IDBZ moves to exploit Tugwi-Mukosi Dam

27 Aug, 2018 - 10:08 0 Views
IDBZ moves to exploit Tugwi-Mukosi Dam Infrastructure Development Bank of Zimbabwe (IDBZ).

eBusiness Weekly

George Maponga
MASVINGO – Plans by Government to start exploiting Tugwi-Mukosi Dam water have gathered momentum with the Infrastructural Development Bank of Zimbabwe having started identification of the more than 25 000hectares to be irrigated by the water body in arid parts of southern Masvingo.

Government last year roped the infrastructural development financial institution as a consultant to identify bankable projects at the reserviour together with investors to spearhead exploitation of the water body’s vast economic potential.

Teams seconded by the bank have already hit the ground running carrying out Environmental Impact Assessments in areas earmarked for irrigation development using Tugwi-Mukosi water.

Masvingo provincial administrator Mr Fungai Mbetsa yesterday IBDZ was on the ground preparing for the anticipated irrigation development in southern Masvingo using Tugwi-Mukosi water.

He said the financial institution has already been to Chingwizi at the Nuanetsi Ranch in Mwenezi where families displaced bt Tugwi-Mukosi are expected to benefit from the dam’s water.

”IDBZ is on the ground identifying irrigable land around Tugwi-Mukosi Dam, the task at the moment is to identify land in surplus of 25 000ha particularly in downstream areas that can be irrigated and the bank which is the consultant at the project is spearheading that,’he said.

”Teams from the bank have already been at Chingwizi carrying out an EIA(Environmental Impact Assessment) because the area is home to part of the land earmarked for irrigation using Tugwi-Mukosi water.

Government made an undertaking to families displaced by the dam in

2014 that they were going to be among the first to benefit from its water through irrigation and this is what is happening.”

Mr Mbetsa said findings by IDBZ will be factored in the crafting of the dam’s master plan that will give a comprehensive picture of the land use patterns at the reserviour and downstream areas.

”The teams that are doing the EIAs are also carrying out things like soil sampling among others to help in the identification of land that will be best to irrigate using Tugwi-Mukosi water,”said Mr Mbetsa.

The Masvingo provincial administrator expressed optimism that the dam’s master plan will be created soon before approval by Cabinet paving the way for actual development at Tugwi-Mukosi and surrounding areas.

Mr Mbetsa emphasised that the dam’s flood victims at Chingwizi remained a top priority for Government in terms of benefiting from the dam’s water.
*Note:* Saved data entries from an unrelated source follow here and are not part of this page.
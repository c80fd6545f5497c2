//! Key-value slots that hold the serialized note list.
//! `FileStorage` keeps one `<key>.json` file per key; `MemoryStorage` is a map.

use crate::config::ensure_dir;
use crate::error::Result;
use std::collections::HashMap;
use std::fs;
use std::io;
use std::path::{Path, PathBuf};
use tracing::debug;

pub trait Storage {
    fn get_item(&self, key: &str) -> Result<Option<String>>;
    fn set_item(&mut self, key: &str, value: &str) -> Result<()>;
    /// Removing a key that is not present succeeds.
    fn remove_item(&mut self, key: &str) -> Result<()>;
}

pub fn slot_path(dir: &Path, key: &str) -> PathBuf {
    dir.join(format!("{key}.json"))
}

#[derive(Debug, Clone)]
pub struct FileStorage {
    dir: PathBuf,
}

impl FileStorage {
    pub fn new(dir: impl Into<PathBuf>) -> Self {
        Self { dir: dir.into() }
    }

    pub fn dir(&self) -> &Path {
        &self.dir
    }
}

impl Storage for FileStorage {
    fn get_item(&self, key: &str) -> Result<Option<String>> {
        match fs::read_to_string(slot_path(&self.dir, key)) {
            Ok(raw) => Ok(Some(raw)),
            Err(e) if e.kind() == io::ErrorKind::NotFound => Ok(None),
            Err(e) => Err(e.into()),
        }
    }

    fn set_item(&mut self, key: &str, value: &str) -> Result<()> {
        ensure_dir(&self.dir)?;
        let path = slot_path(&self.dir, key);
        // Readers see either the old file or the new one.
        let tmp = self.dir.join(format!(".{key}.json.tmp"));
        fs::write(&tmp, value)?;
        fs::rename(&tmp, &path)?;
        debug!(path = %path.display(), bytes = value.len(), "wrote slot");
        Ok(())
    }

    fn remove_item(&mut self, key: &str) -> Result<()> {
        let path = slot_path(&self.dir, key);
        match fs::remove_file(&path) {
            Ok(()) => {
                debug!(path = %path.display(), "removed slot");
                Ok(())
            }
            Err(e) if e.kind() == io::ErrorKind::NotFound => Ok(()),
            Err(e) => Err(e.into()),
        }
    }
}

#[derive(Debug, Default, Clone)]
pub struct MemoryStorage {
    items: HashMap<String, String>,
}

impl MemoryStorage {
    pub fn new() -> Self {
        Self::default()
    }

    pub fn contains_key(&self, key: &str) -> bool {
        self.items.contains_key(key)
    }
}

impl Storage for MemoryStorage {
    fn get_item(&self, key: &str) -> Result<Option<String>> {
        Ok(self.items.get(key).cloned())
    }

    fn set_item(&mut self, key: &str, value: &str) -> Result<()> {
        self.items.insert(key.to_string(), value.to_string());
        Ok(())
    }

    fn remove_item(&mut self, key: &str) -> Result<()> {
        self.items.remove(key);
        Ok(())
    }
}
Government will help the families to develop irrigable plots for them to venture into commercial crop production.

Over 3 000 families were relocated from the flooded Tugwi-Mukosi basin in early 2014, in arguably the largest mass relocation of people by Government in post-independent Zimbabwe. The families were resettled at Chingwizi in Mwenezi and have been clamouring to benefit from Tugwi-Mukosi irrigation water as compensation for their relocation from their ancestral homes.
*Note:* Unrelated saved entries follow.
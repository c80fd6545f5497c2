use chrono::Utc;
use std::cell::Cell;
use std::rc::Rc;

/// Source of "now" in epoch milliseconds.
pub trait Clock {
    fn now_millis(&self) -> i64;
}

#[derive(Debug, Default, Clone, Copy)]
pub struct SystemClock;

impl Clock for SystemClock {
    fn now_millis(&self) -> i64 {
        Utc::now().timestamp_millis()
    }
}

/// Clock that only moves when told to.
#[derive(Debug, Default)]
pub struct ManualClock {
    now: Cell<i64>,
}

impl ManualClock {
    pub fn new(start: i64) -> Self {
        Self { now: Cell::new(start) }
    }

    pub fn set(&self, ms: i64) {
        self.now.set(ms);
    }

    pub fn advance(&self, ms: i64) {
        self.now.set(self.now.get() + ms);
    }
}

impl Clock for ManualClock {
    fn now_millis(&self) -> i64 {
        self.now.get()
    }
}

impl<C: Clock + ?Sized> Clock for Rc<C> {
    fn now_millis(&self) -> i64 {
        (**self).now_millis()
    }
}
Tugwi-Mukosi is now Zimbabwe’s largest inland dam with a capacity of 1,8 billion cubic metres. The dam-built by Government for close to $300 million-has potential to turn arid parts of southern Masvingo into a perennial greenbelt, through irrigation.
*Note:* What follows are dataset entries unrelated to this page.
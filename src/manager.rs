use crate::clock::{Clock, SystemClock};
use crate::confirm::{Confirm, TerminalConfirm};
use crate::error::{NotesError, Result};
use crate::ids::{IdSource, TimestampIds};
use crate::keymap::Action;
use crate::note::{Note, NoteId};
use crate::status::{Status, StatusLine};
use crate::storage::Storage;
use crate::store::Store;
use tracing::{debug, info};

pub const PROMPT_NEW: &str = "Start a new blank note?";
pub const PROMPT_CLEAR: &str = "Clear the current note?";
pub const PROMPT_DELETE: &str = "Delete this note?";
pub const PROMPT_DELETE_ALL: &str = "Delete all saved notes?";

const MAX_ID_ATTEMPTS: usize = 5000;

/// Title and body currently being edited.
#[derive(Debug, Default, Clone, PartialEq, Eq)]
pub struct Editor {
    pub title: String,
    pub text: String,
}

impl Editor {
    pub fn is_empty(&self) -> bool {
        self.title.is_empty() && self.text.is_empty()
    }

    pub fn clear(&mut self) {
        self.title.clear();
        self.text.clear();
    }
}

#[derive(Debug, Clone, Copy, PartialEq, Eq)]
pub enum Outcome {
    Done,
    /// The user answered "no"; nothing changed.
    Declined,
    /// Nothing to act on (empty editor, unknown id).
    Skipped,
}

#[derive(Debug, Clone, PartialEq, Eq)]
pub enum SaveOutcome {
    Created(NoteId),
    Updated(NoteId),
}

impl SaveOutcome {
    pub fn id(&self) -> &NoteId {
        match self {
            SaveOutcome::Created(id) | SaveOutcome::Updated(id) => id,
        }
    }
}

/// Editor state bound to a [`Store`]: which note is loaded (the edit
/// cursor), what the editor holds, and the operations over both.
pub struct NoteManager<S> {
    store: Store<S>,
    editor: Editor,
    editing_id: Option<NoteId>,
    status: StatusLine,
    confirm: Box<dyn Confirm>,
    ids: Box<dyn IdSource>,
    clock: Box<dyn Clock>,
}

impl<S: Storage> NoteManager<S> {
    pub fn new(store: Store<S>) -> Self {
        Self {
            store,
            editor: Editor::default(),
            editing_id: None,
            status: StatusLine::default(),
            confirm: Box::new(TerminalConfirm),
            ids: Box::new(TimestampIds::default()),
            clock: Box::new(SystemClock),
        }
    }

    pub fn with_confirm(mut self, confirm: impl Confirm + 'static) -> Self {
        self.confirm = Box::new(confirm);
        self
    }

    pub fn with_ids(mut self, ids: impl IdSource + 'static) -> Self {
        self.ids = Box::new(ids);
        self
    }

    pub fn with_clock(mut self, clock: impl Clock + 'static) -> Self {
        self.clock = Box::new(clock);
        self
    }

    pub fn with_status_timeout(mut self, timeout_ms: i64) -> Self {
        self.status = StatusLine::new(timeout_ms);
        self
    }

    pub fn store(&self) -> &Store<S> {
        &self.store
    }

    pub fn editor(&self) -> &Editor {
        &self.editor
    }

    pub fn editor_mut(&mut self) -> &mut Editor {
        &mut self.editor
    }

    pub fn editing_id(&self) -> Option<&NoteId> {
        self.editing_id.as_ref()
    }

    pub fn notes(&self) -> Vec<Note> {
        self.store.get_all()
    }

    pub fn find(&self, id: &NoteId) -> Option<Note> {
        self.store.get_all().into_iter().find(|n| &n.id == id)
    }

    /// Status line as of now.
    pub fn status(&self) -> Status {
        self.status.current(self.clock.now_millis())
    }

    /// Start a blank note. Asks first when the editor holds anything.
    pub fn create_new(&mut self) -> Outcome {
        if !self.editor.is_empty() && !self.confirm.confirm(PROMPT_NEW) {
            return Outcome::Declined;
        }
        self.reset_editor();
        self.set_status(Status::New);
        Outcome::Done
    }

    /// Empty the editor. Silent no-op when it is already empty.
    pub fn clear_current(&mut self) -> Outcome {
        if self.editor.is_empty() {
            return Outcome::Skipped;
        }
        if !self.confirm.confirm(PROMPT_CLEAR) {
            return Outcome::Declined;
        }
        self.reset_editor();
        self.set_status(Status::Cleared);
        Outcome::Done
    }

    /// Upsert. Updates the note under the cursor when it still exists,
    /// otherwise appends a new note and points the cursor at it.
    pub fn save(&mut self, title: &str, text: &str) -> Result<SaveOutcome> {
        let title = title.trim();
        let text = text.trim();
        let mut notes = self.store.get_all();
        let now = self.clock.now_millis();

        if let Some(id) = &self.editing_id {
            if let Some(note) = notes.iter_mut().find(|n| &n.id == id) {
                note.revise(title, text, now);
                let id = note.id.clone();
                self.store.set_all(&notes)?;
                self.status.set(Status::Saved, now);
                info!(%id, "updated note");
                return Ok(SaveOutcome::Updated(id));
            }
            debug!(%id, "edit cursor is stale; saving as a new note");
        }

        let id = self.fresh_id(&notes, now)?;
        notes.push(Note::create(id.clone(), title, text, now));
        self.store.set_all(&notes)?;
        self.editing_id = Some(id.clone());
        self.status.set(Status::Saved, now);
        info!(%id, count = notes.len(), "created note");
        Ok(SaveOutcome::Created(id))
    }

    /// Save whatever the editor holds.
    pub fn save_editor(&mut self) -> Result<SaveOutcome> {
        let Editor { title, text } = self.editor.clone();
        self.save(&title, &text)
    }

    /// Put a saved note in the editor. Unknown ids are ignored.
    pub fn load(&mut self, id: &NoteId) -> Outcome {
        let Some(note) = self.find(id) else {
            debug!(%id, "load: no such note");
            return Outcome::Skipped;
        };
        self.editor.title = note.title;
        self.editor.text = note.text;
        self.editing_id = Some(note.id);
        self.set_status(Status::Loaded);
        Outcome::Done
    }

    /// Remove one note after confirmation. The list is written back even
    /// when the id matched nothing.
    pub fn delete(&mut self, id: &NoteId) -> Result<Outcome> {
        if !self.confirm.confirm(PROMPT_DELETE) {
            return Ok(Outcome::Declined);
        }
        let mut notes = self.store.get_all();
        let before = notes.len();
        notes.retain(|n| &n.id != id);
        self.store.set_all(&notes)?;
        if self.editing_id.as_ref() == Some(id) {
            self.reset_editor();
        }
        self.set_status(Status::Deleted);
        info!(%id, removed = before - notes.len(), "deleted note");
        Ok(Outcome::Done)
    }

    /// Drop every saved note after confirmation. The editor and cursor are
    /// left untouched.
    pub fn delete_all(&mut self) -> Result<Outcome> {
        if !self.confirm.confirm(PROMPT_DELETE_ALL) {
            return Ok(Outcome::Declined);
        }
        self.store.clear_all()?;
        self.set_status(Status::AllCleared);
        info!("deleted all notes");
        Ok(Outcome::Done)
    }

    /// Run the operation bound to an accelerator.
    pub fn dispatch(&mut self, action: Action) -> Result<Outcome> {
        match action {
            Action::Save => self.save_editor().map(|_| Outcome::Done),
            Action::New => Ok(self.create_new()),
        }
    }

    fn reset_editor(&mut self) {
        self.editing_id = None;
        self.editor.clear();
    }

    fn set_status(&mut self, status: Status) {
        let now = self.clock.now_millis();
        self.status.set(status, now);
    }

    fn fresh_id(&mut self, notes: &[Note], now: i64) -> Result<NoteId> {
        for _ in 0..MAX_ID_ATTEMPTS {
            let id = self.ids.next_id(now);
            if !notes.iter().any(|n| n.id == id) {
                return Ok(id);
            }
            debug!(%id, "id already taken; drawing another");
        }
        Err(NotesError::IdExhausted)
    }
}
Several future socio-economic projects hinge on the dam whose potential spans agriculture to tourism and electric power generation.

There has been growing concern over Government’s failure to speedily exploit opportunities engendered by Tugwi-Mukosi dam, particularly in agriculture, to bring a permanent panacea to recurrent droughts that plague Masvingo province.